Zitat Holger: Ich glaube, die urspüngliche Frage von dir (Micha) und Nico war, warum verhalten sich intelligente Menschen so unvernünftig. Warum wollen wir so wenig von überprüften Fakten wissen? Wieso vertrauen wir unseren Instinkten mehr?
Naja, wir wollen wahrhaben was wir glauben. Unsere persönlichen Erfahrungen werden zu Prägungen und Überzeugungen. Sie wiegen stärker als faktisches Wissen. Das wird gerne ignoriert, wenn es unsere Überzeugungen gefährdet. Es kann nicht sein was nicht sein darf. Glauben versetzt Berge nicht Wissen.
Das funktioniert so gut, weil unsere Prägungen durch Erziehung und Umwelt und andere persönliche Erfahrungen in einem Hirnbereich gespeichert werden, der Vorfahrt hat bei der Datenverarbeitung gegenüber rationalen Überlegungen. Zudem füttert das Hirn Emotionen mit Hormonen. Das macht Gefühle so viel stärker als Logik.
Daneben gelten Emotionen als glaubwürdiger, weil Leidenschaft sie authentisch macht Der rational abwägende Mensch gilt als kaltherzig. Während Menschen, die mit heißem Herzen sich Luft machen, auf einem Peak (Welle) von Dopaminen (Glückshormonen) schwimmen. Das bringt mehr Zustimmung. Leidenschaft macht sympathisch. Das wirkt auf andere engagiert.
Antwort Micha: Ja, da ist was dran. Deswegen haben wir so viel "Respekt" im Sinne von "Angst" vor starken Menschen, auch wenn wir inhaltlich nicht mit ihnen übereinstimmen. Deswegen werden Leute wie Putin oder Erdogan auch immer stärker, weil Stärke Gefolgschaft anzieht. Das sind Erfolgsrezepte, die wir seit Jahrmillionen in unseren Genen haben. Da ist unsere Kultur nur eine kleine dünne Schicht drüber. Deswegen werden die progressiven Ideen von Humanisten wir dem Buddha, Kung Tse, Sokrates, Jesus oder Muhammad auch immer wieder von Konservativen vereinnahmt, Konservativen in dem Sinne, dass sie diese alten, vererbten Verhaltensmuster pflegen, weil diese ihnen intuitiv einsichtig sind, während die komplexen Gedankengänge kontraintuitiv erscheinen.
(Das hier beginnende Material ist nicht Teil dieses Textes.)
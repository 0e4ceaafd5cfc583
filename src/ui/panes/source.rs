//! Source code pane rendering with syntax highlighting
//!
//! Displays the program with basic C++ highlighting and marks:
//!
//! - the line the run is on (current line background)
//! - the line waiting for input (orange) or the line that halted (red)
//! - statements the simulator skips (`~` in the gutter)
//!
//! The highlighted line is kept at a fixed row while the run moves, the
//! same way for every redraw.

use crate::ui::theme::DEFAULT_THEME;
use ratatui::{
    layout::Rect,
    style::{Color, Modifier, Style},
    text::{Line, Span},
    widgets::{Block, Borders, Paragraph},
    Frame,
};

/// How the current line should be drawn
#[derive(Debug, Clone, Copy, PartialEq, Eq)]
pub enum LineHighlight {
    Current,
    AwaitingInput,
    Error,
}

/// Simple syntax highlighting for beginner C++
fn highlight_source_code(line: &str) -> Line<'_> {
    let mut spans = Vec::new();
    let mut current_word = String::new();

    let chars: Vec<(usize, char)> = line.char_indices().collect();
    let mut i = 0;

    while i < chars.len() {
        let (byte, c) = chars[i];

        // Comments and preprocessor lines run to the end
        let next = chars.get(i + 1).map(|&(_, n)| n);
        if (c == '/' && next == Some('/')) || (c == '#' && line[..byte].trim().is_empty()) {
            flush_word(&mut spans, &mut current_word, false);
            spans.push(Span::styled(
                line[byte..].to_string(),
                Style::default().fg(DEFAULT_THEME.comment),
            ));
            break;
        }

        if c == '"' || c == '\'' {
            flush_word(&mut spans, &mut current_word, false);
            let mut end = i + 1;
            while end < chars.len() && chars[end].1 != c {
                end += if chars[end].1 == '\\' { 2 } else { 1 };
            }
            end = (end + 1).min(chars.len());
            let end_byte = chars.get(end).map_or(line.len(), |&(b, _)| b);
            spans.push(Span::styled(
                line[byte..end_byte].to_string(),
                Style::default().fg(DEFAULT_THEME.string),
            ));
            i = end;
            continue;
        }

        if !c.is_alphanumeric() && c != '_' {
            flush_word(&mut spans, &mut current_word, c == '(');

            let style = match c {
                '{' | '}' | '(' | ')' | '[' | ']' => Style::default().fg(DEFAULT_THEME.primary),
                '<' | '>' | '=' | '+' | '-' | '*' | '/' | '&' | '!' | ';' | ',' | ':' => {
                    Style::default().fg(DEFAULT_THEME.fg)
                }
                _ => Style::default(),
            };
            spans.push(Span::styled(c.to_string(), style));
            i += 1;
            continue;
        }

        current_word.push(c);
        i += 1;
    }

    flush_word(&mut spans, &mut current_word, false);
    Line::from(spans)
}

fn flush_word(spans: &mut Vec<Span<'_>>, word: &mut String, is_call: bool) {
    if word.is_empty() {
        return;
    }
    let style = get_keyword_style(word, is_call);
    spans.push(Span::styled(std::mem::take(word), style));
}

fn get_keyword_style(word: &str, is_function: bool) -> Style {
    match word {
        "int" | "char" | "void" | "bool" | "float" | "double" | "long" | "short" | "unsigned"
        | "signed" | "string" | "auto" | "const" => Style::default().fg(DEFAULT_THEME.type_name),
        "return" | "if" | "else" | "while" | "for" | "do" | "switch" | "case" | "break"
        | "continue" | "using" | "namespace" => Style::default()
            .fg(DEFAULT_THEME.keyword)
            .add_modifier(Modifier::BOLD),
        "cout" | "cin" | "endl" | "std" => Style::default().fg(DEFAULT_THEME.function),
        _ if word.chars().all(|c| c.is_ascii_digit()) => {
            Style::default().fg(DEFAULT_THEME.number)
        }
        _ if is_function => Style::default().fg(DEFAULT_THEME.function),
        _ => Style::default().fg(DEFAULT_THEME.fg),
    }
}

/// Scroll state for the source pane
#[derive(Debug, Default)]
pub struct SourceScrollState {
    pub offset: usize,
    pub target_line_row: Option<usize>,
}

/// Data needed to render the source pane
pub struct SourceRenderData<'a> {
    pub source_code: &'a str,
    pub current_line: usize,
    pub highlight: LineHighlight,
    /// 1-based lines holding statements the simulator does not run
    pub skipped_lines: &'a [usize],
}

/// Render the source code pane
pub fn render_source_pane(
    frame: &mut Frame,
    area: Rect,
    data: SourceRenderData,
    is_focused: bool,
    scroll_state: &mut SourceScrollState,
) {
    let border_style = if is_focused {
        Style::default()
            .fg(DEFAULT_THEME.border_focused)
            .add_modifier(Modifier::BOLD)
    } else {
        Style::default().fg(DEFAULT_THEME.border_normal)
    };

    let block = Block::default()
        .title(" Source Code ")
        .borders(Borders::ALL)
        .border_style(border_style);

    let lines: Vec<&str> = data.source_code.lines().collect();
    let total_lines = lines.len();
    let visible_height = area.height.saturating_sub(2).max(1) as usize;

    // Start with the current line centred
    let target_row = scroll_state
        .target_line_row
        .unwrap_or(visible_height / 2)
        .min(visible_height.saturating_sub(1));
    scroll_state.target_line_row = Some(target_row);

    if data.current_line > 0 && data.current_line <= total_lines {
        scroll_state.offset = (data.current_line - 1).saturating_sub(target_row);
        if total_lines > visible_height {
            scroll_state.offset = scroll_state.offset.min(total_lines - visible_height);
        } else {
            scroll_state.offset = 0;
        }
    }

    let visible_lines: Vec<Line> = lines
        .iter()
        .enumerate()
        .skip(scroll_state.offset)
        .take(visible_height)
        .map(|(idx, line)| {
            let line_num = idx + 1;
            let is_current = line_num == data.current_line;
            let is_skipped = data.skipped_lines.contains(&line_num);

            let (num_style, content_style) = match (is_current, data.highlight) {
                (true, LineHighlight::Error) => (
                    Style::default()
                        .fg(DEFAULT_THEME.error)
                        .add_modifier(Modifier::BOLD),
                    Some(
                        Style::default()
                            .bg(DEFAULT_THEME.error)
                            .fg(Color::White)
                            .add_modifier(Modifier::BOLD),
                    ),
                ),
                (true, LineHighlight::AwaitingInput) => (
                    Style::default()
                        .fg(DEFAULT_THEME.secondary)
                        .add_modifier(Modifier::BOLD),
                    Some(
                        Style::default()
                            .bg(DEFAULT_THEME.secondary)
                            .fg(Color::Black)
                            .add_modifier(Modifier::BOLD),
                    ),
                ),
                (true, LineHighlight::Current) => (
                    Style::default()
                        .fg(DEFAULT_THEME.secondary)
                        .add_modifier(Modifier::BOLD),
                    None,
                ),
                (false, _) => (Style::default().fg(DEFAULT_THEME.comment), None),
            };

            let mut content_line = highlight_source_code(line);
            match content_style {
                // Error and input lines override the syntax colours
                Some(style) => {
                    for span in &mut content_line.spans {
                        span.style = style;
                    }
                }
                None if is_current => {
                    let bg = Style::default().bg(DEFAULT_THEME.current_line_bg);
                    for span in &mut content_line.spans {
                        span.style = span.style.patch(bg);
                    }
                }
                None => {}
            }

            let gutter = if is_skipped { "~" } else { " " };
            let mut spans = vec![
                Span::styled(format!("{:4}", line_num), num_style),
                Span::styled(gutter, Style::default().fg(DEFAULT_THEME.comment)),
            ];
            spans.extend(content_line.spans);
            Line::from(spans)
        })
        .collect();

    let paragraph = Paragraph::new(visible_lines).block(block);
    frame.render_widget(paragraph, area);
}

#[cfg(test)]
mod tests {
    use super::*;

    fn texts(line: &Line) -> Vec<String> {
        line.spans.iter().map(|s| s.content.to_string()).collect()
    }

    #[test]
    fn test_string_literal_is_one_span() {
        let line = highlight_source_code(r#"cout << "a \"b\"" << x;"#);
        assert!(texts(&line).contains(&r#""a \"b\"""#.to_string()));
    }

    #[test]
    fn test_comment_runs_to_end() {
        let line = highlight_source_code("int x; // count");
        assert_eq!(texts(&line).last().map(String::as_str), Some("// count"));
    }

    #[test]
    fn test_non_ascii_text() {
        let line = highlight_source_code("cout << \"héllo\"; // ñ");
        let joined: String = texts(&line).concat();
        assert_eq!(joined, "cout << \"héllo\"; // ñ");
    }
}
Antwort Holger: Ich finde es wäre ein Fortschritt, wenn wir uns bemühen würden, etwas mehr die Fähigkeit zu nutzen, die uns von den Tieren unterscheidet. Instinkte und Emotionen haben auch Tiere. Einen Neocortex mit den u.a. rationalen Möglichkeiten wie beim Menschen haben sie nicht. Auch hier im Forum werden manche Meinungen im Rausch der Überzeugung vertreten, obwohl sie individuelle Erfahrungen sind und andere Personen in vergleichsweisen Situationen andere Erfahrungen gemacht haben.
Ich traue mich gar nicht eine Meinung zu formulieren, ohne sie mit ähnlichen Erfahrungen anderer abzugleichen und darüber nachzulesen. Das tut mir gut, denn häufig muss ich meine allererste und vorläufige Meinung zu einer Erfahrung dann über Bord werfen. Es ist mir jedesmal hilfreich, kritisch zu meinen ersten Eindrücken zu sein. Oft sehen die Dinge nüchtern betrachtet ganz anders aus.
Der Marburger Philosoph und Hermeneutiker (Kommunikationsexperte) Gadamer hat immer wieder betont, dass ein Dialog erst dann eine runde Sache wird, wenn man ernsthaft die Möglichkeit bedenkt, dass der Gesprächspartner recht haben könnte. Aufs Gewinnen wie in einer Polit-Talkshow darf man dann nicht aus sein (die führen auch nie zu Verständigung und manchmal sogar zu Handgreiflichkeiten).
Ich will damit sagen: Eine Meinung braucht Reflektion. Die Erfahrungen und Meinungen anderer sind dafür wichtig, sowie eine verfeinerte Kommunikation zwischen unseren Emotionen und der Ratio. Das kann man üben. Unser Gehirn ist dafür technich ausgerüstet. Wir können unseren Hormonen, die immer auf der Seite unserer assoziativen Erfahrungen stehen, ein Schnippchen schlagen. Das macht uns unabhängiger, freier und fairer. Das die eigene Meinung wahr ist, ist nämlich nur eine Möglichkeit, solange wir das nicht ergebnisoffen überprüft haben. So kann aus Überzeugung Erkenntnis werden.